▶ _EXERCISE PROMPT_: Please transcribe the entries below without changing a single character.

..........

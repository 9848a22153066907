//! Benchmark profiles for the tilelife step engine.
//!
//! Provides seeded grids for benchmarking and examples:
//!
//! - [`device_profile`]: the 96x64 screen the engine was sized for
//! - [`stress_profile`]: 512x512 (~262K cells) for throughput comparisons
//! - [`STRATEGIES`]: the partitionings every benchmark compares

#![forbid(unsafe_code)]
#![deny(rustdoc::broken_intra_doc_links)]

use tilelife_core::BitPlane;
use tilelife_engine::{EngineConfig, PartitionStrategy, StepEngine};
use tilelife_test_utils::fixtures::random_soup;

/// Live-cell density used by every profile.
pub const SOUP_DENSITY: f64 = 0.35;

/// Strategies compared by the step benchmarks, with display labels.
pub const STRATEGIES: [(&str, PartitionStrategy); 4] = [
    ("whole", PartitionStrategy::Whole),
    ("strip8", PartitionStrategy::Strip { rows: 8 }),
    ("block30x25", PartitionStrategy::Block { rows: 30, cols: 25 }),
    ("auto256", PartitionStrategy::Auto { scratch_bytes: 256 }),
];

/// A 64x96 random soup.
pub fn device_profile(seed: u64) -> BitPlane {
    random_soup(
        EngineConfig::DEVICE_ROWS,
        EngineConfig::DEVICE_COLS,
        SOUP_DENSITY,
        seed,
    )
}

/// A 512x512 random soup.
pub fn stress_profile(seed: u64) -> BitPlane {
    random_soup(512, 512, SOUP_DENSITY, seed)
}

/// An engine over `plane` using `strategy`.
///
/// # Panics
///
/// Panics if `strategy` is invalid for the plane's geometry.
pub fn engine_for(plane: &BitPlane, strategy: PartitionStrategy) -> StepEngine {
    let config = EngineConfig::new(plane.rows(), plane.cols()).with_strategy(strategy);
    StepEngine::with_plane(config, plane.clone()).expect("benchmark strategy must be valid")
}

#[cfg(test)]
mod tests {
    use super::*;

    #[test]
    fn profiles_are_deterministic() {
        assert_eq!(device_profile(1), device_profile(1));
        assert_eq!(device_profile(1).cols(), 96);
    }

    #[test]
    fn every_strategy_builds_and_agrees() {
        let plane = device_profile(3);
        let mut outputs = Vec::new();
        for (_, strategy) in STRATEGIES {
            let mut engine = engine_for(&plane, strategy);
            engine.step_n(3);
            outputs.push(engine.current().clone());
        }
        assert!(outputs.windows(2).all(|w| w[0] == w[1]));
    }
}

..........

▶ _EXPECTED ANSWER_:
repository 9848a22153066907
//! Benchmark profiles for the tilelife step engine.
//!
//! Provides seeded grids for benchmarking and examples:
//!
//! - [`device_profile`]: the 96x64 screen the engine was sized for
//! - [`stress_profile`]: 512x512 (~262K cells) for throughput comparisons
//! - [`STRATEGIES`]: the partitionings every benchmark compares

#![forbid(unsafe_code)]
#![deny(rustdoc::broken_intra_doc_links)]

use tilelife_core::BitPlane;
use tilelife_engine::{EngineConfig, PartitionStrategy, StepEngine};
use tilelife_test_utils::fixtures::random_soup;

/// Live-cell density used by every profile.
pub const SOUP_DENSITY: f64 = 0.35;

/// Strategies compared by the step benchmarks, with display labels.
pub const STRATEGIES: [(&str, PartitionStrategy); 4] = [
    ("whole", PartitionStrategy::Whole),
    ("strip8", PartitionStrategy::Strip { rows: 8 }),
    ("block30x25", PartitionStrategy::Block { rows: 30, cols: 25 }),
    ("auto256", PartitionStrategy::Auto { scratch_bytes: 256 }),
];

/// A 64x96 random soup.
pub fn device_profile(seed: u64) -> BitPlane {
    random_soup(
        EngineConfig::DEVICE_ROWS,
        EngineConfig::DEVICE_COLS,
        SOUP_DENSITY,
        seed,
    )
}

/// A 512x512 random soup.
pub fn stress_profile(seed: u64) -> BitPlane {
    random_soup(512, 512, SOUP_DENSITY, seed)
}

/// An engine over `plane` using `strategy`.
///
/// # Panics
///
/// Panics if `strategy` is invalid for the plane's geometry.
pub fn engine_for(plane: &BitPlane, strategy: PartitionStrategy) -> StepEngine {
    let config = EngineConfig::new(plane.rows(), plane.cols()).with_strategy(strategy);
    StepEngine::with_plane(config, plane.clone()).expect("benchmark strategy must be valid")
}

#[cfg(test)]
mod tests {
    use super::*;

    #[test]
    fn profiles_are_deterministic() {
        assert_eq!(device_profile(1), device_profile(1));
        assert_eq!(device_profile(1).cols(), 96);
    }

    #[test]
    fn every_strategy_builds_and_agrees() {
        let plane = device_profile(3);
        let mut outputs = Vec::new();
        for (_, strategy) in STRATEGIES {
            let mut engine = engine_for(&plane, strategy);
            engine.step_n(3);
            outputs.push(engine.current().clone());
        }
        assert!(outputs.windows(2).all(|w| w[0] == w[1]));
    }
}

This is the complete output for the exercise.